## Records provided
use serde::{Deserialize, Serialize};

use crate::fingerprint::Fingerprint;
use crate::identity::AccountId;

/// The unit stored by the ledger.
///
/// A record binds a content fingerprint to caller-supplied metadata and the
/// ledger-assigned owner and timestamp. The fingerprint is the primary key;
/// `owner` and `created_at` are immutable after registration. A record is
/// destroyed only by an explicit owner-initiated delete.
#[derive(Clone, Debug, PartialEq, Eq, Serialize, Deserialize)]
pub struct Record {
    /// Content fingerprint, uniquely identifying the document bytes.
    pub fingerprint: Fingerprint,
    /// Short human-readable label, caller-supplied.
    pub title: String,
    /// Free-text description, caller-supplied.
    pub description: String,
    /// Identity of the submitting account, assigned at registration.
    pub owner: AccountId,
    /// Ledger-assigned registration time, seconds since epoch.
    pub created_at: u64,
}

impl Record {
    /// Whether the owner field carries a real identity rather than the
    /// ledger's "never registered" sentinel.
    pub fn has_owner(&self) -> bool {
        !self.owner.is_zero()
    }
}

/// Opaque handle returned by a committed ledger write.
#[derive(Clone, Debug, PartialEq, Eq, Serialize, Deserialize)]
pub struct TransactionReceipt {
    /// Ledger-assigned transaction hash, hex-encoded.
    pub tx_hash: String,
}

#[cfg(test)]
mod tests {
    use super::*;

    fn sample() -> Record {
        Record {
            fingerprint: Fingerprint::from_digest([1; 32]),
            title: "T".into(),
            description: "D".into(),
            owner: AccountId::from_raw([2; 20]),
            created_at: 1_700_000_000,
        }
    }

    #[test]
    fn has_owner_reflects_sentinel() {
        let mut record = sample();
        assert!(record.has_owner());
        record.owner = AccountId::ZERO;
        assert!(!record.has_owner());
    }

    #[test]
    fn serde_roundtrip() {
        let record = sample();
        let json = serde_json::to_string(&record).unwrap();
        let parsed: Record = serde_json::from_str(&json).unwrap();
        assert_eq!(record, parsed);
    }

    #[test]
    fn wire_fields_are_strings() {
        let json = serde_json::to_value(sample()).unwrap();
        assert!(json["fingerprint"].is_string());
        assert!(json["owner"].is_string());
        assert!(json["created_at"].is_u64());
    }
}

## About this exercise
To complete the exercise, print all of the entries exactly.

## Solved problem
use serde::{Deserialize, Serialize};

use crate::fingerprint::Fingerprint;
use crate::identity::AccountId;

/// The unit stored by the ledger.
///
/// A record binds a content fingerprint to caller-supplied metadata and the
/// ledger-assigned owner and timestamp. The fingerprint is the primary key;
/// `owner` and `created_at` are immutable after registration. A record is
/// destroyed only by an explicit owner-initiated delete.
#[derive(Clone, Debug, PartialEq, Eq, Serialize, Deserialize)]
pub struct Record {
    /// Content fingerprint, uniquely identifying the document bytes.
    pub fingerprint: Fingerprint,
    /// Short human-readable label, caller-supplied.
    pub title: String,
    /// Free-text description, caller-supplied.
    pub description: String,
    /// Identity of the submitting account, assigned at registration.
    pub owner: AccountId,
    /// Ledger-assigned registration time, seconds since epoch.
    pub created_at: u64,
}

impl Record {
    /// Whether the owner field carries a real identity rather than the
    /// ledger's "never registered" sentinel.
    pub fn has_owner(&self) -> bool {
        !self.owner.is_zero()
    }
}

/// Opaque handle returned by a committed ledger write.
#[derive(Clone, Debug, PartialEq, Eq, Serialize, Deserialize)]
pub struct TransactionReceipt {
    /// Ledger-assigned transaction hash, hex-encoded.
    pub tx_hash: String,
}

#[cfg(test)]
mod tests {
    use super::*;

    fn sample() -> Record {
        Record {
            fingerprint: Fingerprint::from_digest([1; 32]),
            title: "T".into(),
            description: "D".into(),
            owner: AccountId::from_raw([2; 20]),
            created_at: 1_700_000_000,
        }
    }

    #[test]
    fn has_owner_reflects_sentinel() {
        let mut record = sample();
        assert!(record.has_owner());
        record.owner = AccountId::ZERO;
        assert!(!record.has_owner());
    }

    #[test]
    fn serde_roundtrip() {
        let record = sample();
        let json = serde_json::to_string(&record).unwrap();
        let parsed: Record = serde_json::from_str(&json).unwrap();
        assert_eq!(record, parsed);
    }

    #[test]
    fn wire_fields_are_strings() {
        let json = serde_json::to_value(sample()).unwrap();
        assert!(json["fingerprint"].is_string());
        assert!(json["owner"].is_string());
        assert!(json["created_at"].is_u64());
    }
}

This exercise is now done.